• _WHAT YOU NEED TO DO_: Within the data that follows, set down exactly the lines from the one containing "pub enum InvariantViolation" through the one containing "disagrees with its", both ends included.

START SOURCE DATA

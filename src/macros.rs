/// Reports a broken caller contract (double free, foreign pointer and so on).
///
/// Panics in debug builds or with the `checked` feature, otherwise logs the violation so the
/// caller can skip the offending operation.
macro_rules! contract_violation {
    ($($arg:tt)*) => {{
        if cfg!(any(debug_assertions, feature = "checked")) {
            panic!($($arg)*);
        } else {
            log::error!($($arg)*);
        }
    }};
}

END SOURCE DATA
START SOURCE DATA

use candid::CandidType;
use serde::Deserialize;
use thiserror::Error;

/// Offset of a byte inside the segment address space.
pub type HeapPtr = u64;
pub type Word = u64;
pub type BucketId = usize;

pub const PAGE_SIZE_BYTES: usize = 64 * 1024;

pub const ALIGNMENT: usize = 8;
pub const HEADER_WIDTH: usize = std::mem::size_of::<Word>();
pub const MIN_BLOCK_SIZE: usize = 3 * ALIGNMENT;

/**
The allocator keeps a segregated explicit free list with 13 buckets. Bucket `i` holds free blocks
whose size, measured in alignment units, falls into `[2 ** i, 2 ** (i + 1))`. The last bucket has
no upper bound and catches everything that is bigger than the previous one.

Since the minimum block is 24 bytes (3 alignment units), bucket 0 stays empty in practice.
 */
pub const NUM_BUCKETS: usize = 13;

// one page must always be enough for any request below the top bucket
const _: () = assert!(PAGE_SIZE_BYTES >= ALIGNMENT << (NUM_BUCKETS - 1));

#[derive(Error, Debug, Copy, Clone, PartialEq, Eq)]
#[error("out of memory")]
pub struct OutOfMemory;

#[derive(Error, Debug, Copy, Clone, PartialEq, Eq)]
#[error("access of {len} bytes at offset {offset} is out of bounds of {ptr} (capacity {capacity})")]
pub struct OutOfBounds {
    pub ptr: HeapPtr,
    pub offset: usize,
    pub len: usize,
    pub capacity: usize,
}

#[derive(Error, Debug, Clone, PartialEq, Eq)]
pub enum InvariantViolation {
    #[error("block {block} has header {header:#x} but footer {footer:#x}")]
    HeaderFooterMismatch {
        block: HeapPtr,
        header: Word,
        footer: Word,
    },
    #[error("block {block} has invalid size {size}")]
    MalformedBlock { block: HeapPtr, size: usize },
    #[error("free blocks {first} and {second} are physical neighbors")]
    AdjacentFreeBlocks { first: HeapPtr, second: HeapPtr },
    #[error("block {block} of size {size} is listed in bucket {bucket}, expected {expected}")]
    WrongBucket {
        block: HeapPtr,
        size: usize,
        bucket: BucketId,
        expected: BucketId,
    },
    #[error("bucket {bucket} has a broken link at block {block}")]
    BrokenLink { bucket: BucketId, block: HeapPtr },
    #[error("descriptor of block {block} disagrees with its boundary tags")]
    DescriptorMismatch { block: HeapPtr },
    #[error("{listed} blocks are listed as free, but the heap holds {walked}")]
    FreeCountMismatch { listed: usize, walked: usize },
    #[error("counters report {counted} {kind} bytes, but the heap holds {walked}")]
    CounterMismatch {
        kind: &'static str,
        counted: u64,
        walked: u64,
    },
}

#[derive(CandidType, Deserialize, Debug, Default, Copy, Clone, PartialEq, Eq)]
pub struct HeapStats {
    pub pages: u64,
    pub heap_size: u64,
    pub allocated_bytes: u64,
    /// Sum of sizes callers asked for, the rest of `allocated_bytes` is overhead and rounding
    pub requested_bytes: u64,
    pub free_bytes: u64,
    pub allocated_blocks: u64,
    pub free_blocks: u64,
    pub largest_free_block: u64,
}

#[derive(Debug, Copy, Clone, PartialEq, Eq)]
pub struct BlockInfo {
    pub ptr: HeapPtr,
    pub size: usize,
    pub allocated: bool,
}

END SOURCE DATA

• _TASK SOLUTION_:
pub enum InvariantViolation {
    #[error("block {block} has header {header:#x} but footer {footer:#x}")]
    HeaderFooterMismatch {
        block: HeapPtr,
        header: Word,
        footer: Word,
    },
    #[error("block {block} has invalid size {size}")]
    MalformedBlock { block: HeapPtr, size: usize },
    #[error("free blocks {first} and {second} are physical neighbors")]
    AdjacentFreeBlocks { first: HeapPtr, second: HeapPtr },
    #[error("block {block} of size {size} is listed in bucket {bucket}, expected {expected}")]
    WrongBucket {
        block: HeapPtr,
        size: usize,
        bucket: BucketId,
        expected: BucketId,
    },
    #[error("bucket {bucket} has a broken link at block {block}")]
    BrokenLink { bucket: BucketId, block: HeapPtr },
    #[error("descriptor of block {block} disagrees with its boundary tags")]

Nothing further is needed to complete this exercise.